Data for this exercise: Begin

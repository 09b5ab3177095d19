use serde::{Deserialize, Serialize};

/// End-date sentinel for a job that is still ongoing.
pub const PRESENT: &str = "Present";

#[derive(Debug, Clone, PartialEq, Eq, Serialize, Deserialize)]
pub struct PersonalInfo {
    pub name: String,
    pub email: String,
    pub phone: String,
    pub location: String,
    #[serde(default, skip_serializing_if = "Option::is_none")]
    pub linkedin: Option<String>,
    #[serde(default, skip_serializing_if = "Option::is_none")]
    pub portfolio: Option<String>,
}

impl PersonalInfo {
    /// Non-empty profile links, in display order.
    pub fn links(&self) -> impl Iterator<Item = &str> {
        [self.linkedin.as_deref(), self.portfolio.as_deref()]
            .into_iter()
            .flatten()
            .map(str::trim)
            .filter(|link| !link.is_empty())
    }
}

#[derive(Debug, Clone, PartialEq, Eq, Serialize, Deserialize)]
pub struct JobExperience {
    pub id: u32,
    pub title: String,
    pub company: String,
    pub position: String,
    /// `YYYY-MM`
    pub start_date: String,
    /// `YYYY-MM` or [`PRESENT`]
    pub end_date: String,
    pub duties: Vec<String>,
    #[serde(default)]
    pub achievements: Vec<String>,
}

impl JobExperience {
    /// `"2019-03 to Present"`
    pub fn date_range(&self) -> String {
        format!("{} to {}", self.start_date, self.end_date)
    }
}

#[derive(Debug, Clone, PartialEq, Eq, Serialize, Deserialize)]
pub struct EducationEntry {
    pub degree: String,
    pub institution: String,
    #[serde(default)]
    pub year: String,
}

/// The persisted record of one user. Read-only to the tailoring pipeline.
#[derive(Debug, Clone, PartialEq, Eq, Serialize, Deserialize)]
pub struct Profile {
    pub personal_info: PersonalInfo,
    /// Entry order, not necessarily date order.
    pub job_experience: Vec<JobExperience>,
    #[serde(default)]
    pub education: Vec<EducationEntry>,
    #[serde(default)]
    pub skills: Vec<String>,
    #[serde(default)]
    pub certifications: Vec<String>,
    #[serde(default)]
    pub interests_and_background: Vec<String>,
}

impl Profile {
    pub fn experience(&self, id: u32) -> Option<&JobExperience> {
        self.job_experience.iter().find(|job| job.id == id)
    }
}

#[cfg(test)]
mod tests {
    use super::*;

    #[test]
    fn test_optional_sections_default_when_absent() {
        let json = r#"{
            "personal_info": {
                "name": "Ada Lovelace",
                "email": "ada@example.com",
                "phone": "555-0100",
                "location": "London"
            },
            "job_experience": [{
                "id": 1,
                "title": "Analyst",
                "company": "Engines Ltd",
                "position": "Lead",
                "start_date": "2020-01",
                "end_date": "Present",
                "duties": ["Wrote programs"]
            }]
        }"#;
        let profile: Profile = serde_json::from_str(json).unwrap();

        assert!(profile.education.is_empty());
        assert!(profile.skills.is_empty());
        assert!(profile.interests_and_background.is_empty());
        assert!(profile.job_experience[0].achievements.is_empty());
        assert_eq!(profile.job_experience[0].end_date, PRESENT);
        assert_eq!(profile.personal_info.linkedin, None);
    }

    #[test]
    fn test_missing_duties_fails_deserialization() {
        let json = r#"{
            "id": 1, "title": "Analyst", "company": "Engines Ltd", "position": "Lead",
            "start_date": "2020-01", "end_date": "Present"
        }"#;
        let result: Result<JobExperience, _> = serde_json::from_str(json);
        assert!(result.is_err(), "duties is a required field");
    }

    #[test]
    fn test_links_skip_blank_values() {
        let info = PersonalInfo {
            name: "A".into(),
            email: "a@b.c".into(),
            phone: "1".into(),
            location: "X".into(),
            linkedin: Some("  ".into()),
            portfolio: Some("https://a.dev".into()),
        };
        assert_eq!(info.links().collect::<Vec<_>>(), vec!["https://a.dev"]);
    }

    #[test]
    fn test_experience_lookup_by_id() {
        let profile: Profile = serde_json::from_value(serde_json::json!({
            "personal_info": {"name": "A", "email": "a@b.c", "phone": "1", "location": "X"},
            "job_experience": [
                {"id": 4, "title": "T", "company": "C", "position": "P",
                 "start_date": "2018-01", "end_date": "2019-01", "duties": []}
            ]
        }))
        .unwrap();
        assert_eq!(profile.experience(4).map(|j| j.title.as_str()), Some("T"));
        assert!(profile.experience(5).is_none());
    }
}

Data for this exercise: End

Problem to solve | The lines from the beginning of the records through the line containing "pub struct PersonalInfo" should be reproduced exactly. Include nothing else.

Problem solution |
repository 09b5ab3177095d19
use serde::{Deserialize, Serialize};

/// End-date sentinel for a job that is still ongoing.
pub const PRESENT: &str = "Present";

#[derive(Debug, Clone, PartialEq, Eq, Serialize, Deserialize)]
pub struct PersonalInfo {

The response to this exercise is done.